L.T. en roue libre...

    

Ang-300x199 P.S.: Mardi après-midi.

Dulcinée m'informe téléphoniquement qu'elle mangera en ville. Je me bricole donc un petit repas bien décidé à finir ce flacon de cabernet chilien. 

 

ant

 

Gogol, Jules, ... Non, non, ils ne m'empêcheront pas de retourner à mes "Fourmis". Est-ce que j'avance ? Pas si sûr. Elle fait son chemin toute seule cette nouvelle. Dès que j'ai un moment elle se raconte dans ma tête *. Quand j'ai le temps j'écris deux ou trois pages, j'avance, j'efface. Au fond elle me suffit là, dans ma tête. 
Elle me fait souvent rire.
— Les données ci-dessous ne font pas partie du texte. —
//! Block blob encoding
//!
//! Every blob starts with a fixed header:
//!
//! ```text
//! [version: u8][flags: u8][length: u32 LE][body: length bytes]
//! ```
//!
//! The body is an rkyv archive of the payload, LZ4-compressed (size
//! prepended) when the `FLAG_LZ4` bit is set. The header carries everything
//! the decoder needs, so blobs written with either compression setting can be
//! read back by any codec.

use crate::core::error::Error;
use crate::core::types::{Result, UVec3};
use crate::storage::payload::{
    ChannelData, InstanceBlockPayload, VoxelBlockPayload, VoxelChannel, MAX_CHANNELS,
};
use rkyv::util::AlignedVec;
use rkyv::{Archive, Deserialize, Serialize};
use serde::{Deserialize as SerdeDeserialize, Serialize as SerdeSerialize};

/// Current blob format version
pub const FORMAT_VERSION: u8 = 1;

/// Size of the blob header in bytes
pub const HEADER_SIZE: usize = 6;

/// Body is LZ4-compressed with its decompressed size prepended
pub const FLAG_LZ4: u8 = 1 << 0;

/// Upper bound on a decompressed body, guards against corrupt size prefixes
pub const MAX_BODY_SIZE: usize = 256 * 1024 * 1024;

/// Compression applied to blob bodies when encoding
#[derive(Clone, Copy, Debug, Default, PartialEq, Eq, SerdeSerialize, SerdeDeserialize)]
#[serde(rename_all = "lowercase")]
pub enum Compression {
    None,
    #[default]
    Lz4,
}

/// Parsed blob header
#[derive(Clone, Copy, Debug, PartialEq, Eq)]
pub struct BlobHeader {
    pub version: u8,
    pub flags: u8,
    pub length: u32,
}

impl BlobHeader {
    /// Parse and validate the header of `data`
    ///
    /// Checks the version tag and that exactly `length` body bytes follow.
    pub fn parse(data: &[u8]) -> Result<Self> {
        let header = data
            .get(..HEADER_SIZE)
            .ok_or_else(|| Error::corrupt(format!("blob too short for header: {} bytes", data.len())))?;

        let version = header[0];
        let flags = header[1];
        let length = u32::from_le_bytes([header[2], header[3], header[4], header[5]]);

        if version != FORMAT_VERSION {
            return Err(Error::corrupt(format!("unknown format version {}", version)));
        }
        if flags & !FLAG_LZ4 != 0 {
            return Err(Error::corrupt(format!("unknown flags {:#04x}", flags)));
        }
        let body_len = data.len() - HEADER_SIZE;
        if body_len != length as usize {
            return Err(Error::corrupt(format!(
                "length mismatch: header says {}, found {}",
                length, body_len
            )));
        }

        Ok(Self { version, flags, length })
    }

    pub fn is_compressed(&self) -> bool {
        self.flags & FLAG_LZ4 != 0
    }
}

/// Archived form of a voxel block
#[derive(Archive, Deserialize, Serialize)]
struct VoxelBlockData {
    size: [u32; 3],
    channels: Vec<VoxelChannel>,
}

/// Stateless encoder/decoder for block blobs
#[derive(Clone, Copy, Debug, Default)]
pub struct BlockCodec {
    compression: Compression,
}

impl BlockCodec {
    pub fn new(compression: Compression) -> Self {
        Self { compression }
    }

    pub fn compression(&self) -> Compression {
        self.compression
    }

    /// Encode a voxel block into a blob
    pub fn encode_voxels(&self, payload: &VoxelBlockPayload) -> Result<Vec<u8>> {
        let data = VoxelBlockData {
            size: payload.size.to_array(),
            channels: payload.channels().to_vec(),
        };
        let body = rkyv::to_bytes::<rkyv::rancor::Error>(&data)
            .map_err(|e| Error::corrupt(format!("voxel serialization failed: {}", e)))?;
        Ok(self.wrap(&body))
    }

    /// Decode a voxel block blob
    ///
    /// # Arguments
    /// * `data` - Complete blob, header included
    ///
    /// # Returns
    /// The payload, or `CorruptPayload` if the header, body or channel
    /// layout fails validation
    pub fn decode_voxels(data: &[u8]) -> Result<VoxelBlockPayload> {
        let body = unwrap_body(data)?;
        let decoded = rkyv::from_bytes::<VoxelBlockData, rkyv::rancor::Error>(&body)
            .map_err(|e| Error::corrupt(format!("voxel body invalid: {}", e)))?;

        let size = UVec3::from_array(decoded.size);
        validate_channels(size, &decoded.channels)?;
        Ok(VoxelBlockPayload::from_parts(size, decoded.channels))
    }

    /// Encode an instance block into a blob
    pub fn encode_instances(&self, payload: &InstanceBlockPayload) -> Result<Vec<u8>> {
        let body = rkyv::to_bytes::<rkyv::rancor::Error>(payload)
            .map_err(|e| Error::corrupt(format!("instance serialization failed: {}", e)))?;
        Ok(self.wrap(&body))
    }

    /// Decode an instance block blob
    pub fn decode_instances(data: &[u8]) -> Result<InstanceBlockPayload> {
        let body = unwrap_body(data)?;
        rkyv::from_bytes::<InstanceBlockPayload, rkyv::rancor::Error>(&body)
            .map_err(|e| Error::corrupt(format!("instance body invalid: {}", e)))
    }

    /// Prefix a serialized body with the header, compressing it if configured
    fn wrap(&self, body: &[u8]) -> Vec<u8> {
        let (flags, body) = match self.compression {
            Compression::None => (0, body.to_vec()),
            Compression::Lz4 => (FLAG_LZ4, lz4_flex::compress_prepend_size(body)),
        };

        let mut out = Vec::with_capacity(HEADER_SIZE + body.len());
        out.push(FORMAT_VERSION);
        out.push(flags);
        out.extend_from_slice(&(body.len() as u32).to_le_bytes());
        out.extend_from_slice(&body);
        out
    }
}

/// Validate the header and return the (decompressed) body, aligned for rkyv
fn unwrap_body(data: &[u8]) -> Result<AlignedVec> {
    let header = BlobHeader::parse(data)?;
    let body = &data[HEADER_SIZE..];

    let mut aligned: AlignedVec = AlignedVec::new();
    if header.is_compressed() {
        let prefix = body
            .get(..4)
            .ok_or_else(|| Error::corrupt("compressed body missing size prefix"))?;
        let declared = u32::from_le_bytes([prefix[0], prefix[1], prefix[2], prefix[3]]) as usize;
        if declared > MAX_BODY_SIZE {
            return Err(Error::corrupt(format!("decompressed size {} exceeds limit", declared)));
        }
        let decompressed = lz4_flex::decompress_size_prepended(body)
            .map_err(|e| Error::corrupt(format!("LZ4 decompression failed: {}", e)))?;
        aligned.extend_from_slice(&decompressed);
    } else {
        aligned.extend_from_slice(body);
    }
    Ok(aligned)
}

fn validate_channels(size: UVec3, channels: &[VoxelChannel]) -> Result<()> {
    let voxel_count = (size.x as usize)
        .checked_mul(size.y as usize)
        .and_then(|n| n.checked_mul(size.z as usize))
        .ok_or_else(|| Error::corrupt("block size overflows"))?;

    let mut previous: Option<u8> = None;
    for channel in channels {
        if channel.index as usize >= MAX_CHANNELS {
            return Err(Error::corrupt(format!("channel index {} out of range", channel.index)));
        }
        if previous.is_some_and(|p| p >= channel.index) {
            return Err(Error::corrupt("channels not in ascending order"));
        }
        previous = Some(channel.index);

        if let ChannelData::Dense(bytes) = &channel.data {
            let expected = voxel_count
                .checked_mul(channel.depth.bytes())
                .ok_or_else(|| Error::corrupt("channel size overflows"))?;
            if bytes.len() != expected {
                return Err(Error::corrupt(format!(
                    "channel {} has {} bytes, expected {}",
                    channel.index,
                    bytes.len(),
                    expected
                )));
            }
        }
    }
    Ok(())
}
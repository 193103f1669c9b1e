//! Task loading one block from the store

use crate::core::error::Error;
use crate::storage::BlockAddress;
use crate::streaming::dependency::StreamingDependency;
use crate::streaming::task::{deliver, BlockData, BlockDataOutput, CancelToken, OutputKind, StreamingTask};
use std::sync::Arc;

/// Loads a block's voxels, and optionally its instances
pub struct LoadBlockTask {
    address: BlockAddress,
    block_size: u32,
    request_instances: bool,
    priority: i32,
    dependency: Arc<StreamingDependency>,
    cancel: CancelToken,
    data: BlockData,
    error: Option<Error>,
    ran: bool,
}

impl LoadBlockTask {
    pub fn new(address: BlockAddress, block_size: u32, dependency: Arc<StreamingDependency>) -> Self {
        Self {
            address,
            block_size,
            request_instances: false,
            priority: 0,
            dependency,
            cancel: CancelToken::new(),
            data: BlockData::default(),
            error: None,
            ran: false,
        }
    }

    /// Also load instance placements if the store supports them
    pub fn with_instances(mut self, request_instances: bool) -> Self {
        self.request_instances = request_instances;
        self
    }

    pub fn with_priority(mut self, priority: i32) -> Self {
        self.priority = priority;
        self
    }

    pub fn cancel_token(&self) -> CancelToken {
        self.cancel.clone()
    }

    pub fn address(&self) -> BlockAddress {
        self.address
    }

    pub fn has_run(&self) -> bool {
        self.ran
    }
}

impl StreamingTask for LoadBlockTask {
    fn run(&mut self) {
        if self.cancel.is_cancelled() || self.ran {
            return;
        }
        let store = self.dependency.store();

        match store.load(self.address) {
            Ok(voxels) => {
                log::trace!(
                    "Loaded block {} at voxel {} ({})",
                    self.address,
                    match self.address.origin_in_voxels(self.block_size) {
                        Some(origin) => origin.to_string(),
                        None => "out of range".to_string(),
                    },
                    if voxels.is_some() { "found" } else { "not found" }
                );
                self.data.voxels = voxels;
            }
            Err(e) => {
                log::error!("Failed to load block {}: {}", self.address, e);
                self.error = Some(e);
            }
        }

        if self.request_instances && self.error.is_none() && store.supports_instances() {
            match store.load_instances(self.address) {
                Ok(instances) => self.data.instances = instances,
                Err(e) => {
                    log::error!("Failed to load instances of block {}: {}", self.address, e);
                    self.error = Some(e);
                }
            }
        }

        self.ran = true;
    }

    fn priority(&self) -> i32 {
        self.priority
    }

    fn is_cancelled(&self) -> bool {
        self.cancel.is_cancelled()
    }

    fn apply_result(self: Box<Self>, callback: &mut dyn FnMut(BlockDataOutput)) {
        let task = *self;
        let (kind, error) = if task.ran {
            (OutputKind::Loaded, task.error)
        } else {
            (OutputKind::Dropped, Some(Error::Cancelled))
        };
        let output = BlockDataOutput {
            address: task.address,
            block_size: task.block_size,
            kind,
            data: task.data,
            error,
        };
        deliver(&task.dependency, output, callback);
    }
}
//! Persistent block storage
//!
//! - Address: block coordinate plus LOD
//! - Codec: versioned, optionally LZ4-compressed blobs
//! - Pool: one SQLite connection per active thread
//! - Cache: bounded write-back staging of saves
//! - Store: the `BlockStore` contract and its SQLite implementation

pub mod address;
pub mod payload;
pub mod codec;
pub mod connection;
pub mod pool;
pub mod cache;
pub mod store;
pub mod sqlite;
pub mod config;

pub use address::BlockAddress;
pub use payload::{
    ChannelData, ChannelDepth, InstanceBlockPayload, InstanceLayer, InstanceTransform,
    VoxelBlockPayload, VoxelChannel, ALL_CHANNELS_MASK, MAX_CHANNELS,
};
pub use codec::{BlockCodec, BlobHeader, Compression, FORMAT_VERSION};
pub use connection::{BlockWrite, Connection, InstanceRow};
pub use pool::{ConnectionPool, PooledConnection};
pub use cache::{CacheEntry, CachedPayload, PayloadKind, WriteBack, WriteBackCache, DEFAULT_CACHE_CAPACITY};
pub use store::{BlockStore, InstanceSave, StoreMeta, StoredBlock, VoxelSave};
pub use sqlite::PersistentBlockStore;
pub use config::StoreConfig;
L'autre jour j'y faisais apparaître, enfin, les fourmis, celles qui se promènent dans le lavabo où pisse le personnage (principal ?), pas moi, elles montent, elles descendent inspectant ce liquide malodorant (mais stérile... le savent-elles ?). Ont-elles un but, un travail à accomplir dans ce lavabo ? Parfois elles grimpent sur sa brosse à dents, il les chasse gentiment.  Quand il se rince la bouche Luis fait attention qu'aucune ne se noie.

 

Ants

Soudain une voix : - C'est trop tôt pour parler des fourmis.
- Mais qui ose ainsi me critiquer, moi l'hauteur ?
- J'ai le droit, poursuit la voix inconnue.
- Moi aussi j'ai le droit de les faire entrer en scène quand je veux mes fourmis, hein ?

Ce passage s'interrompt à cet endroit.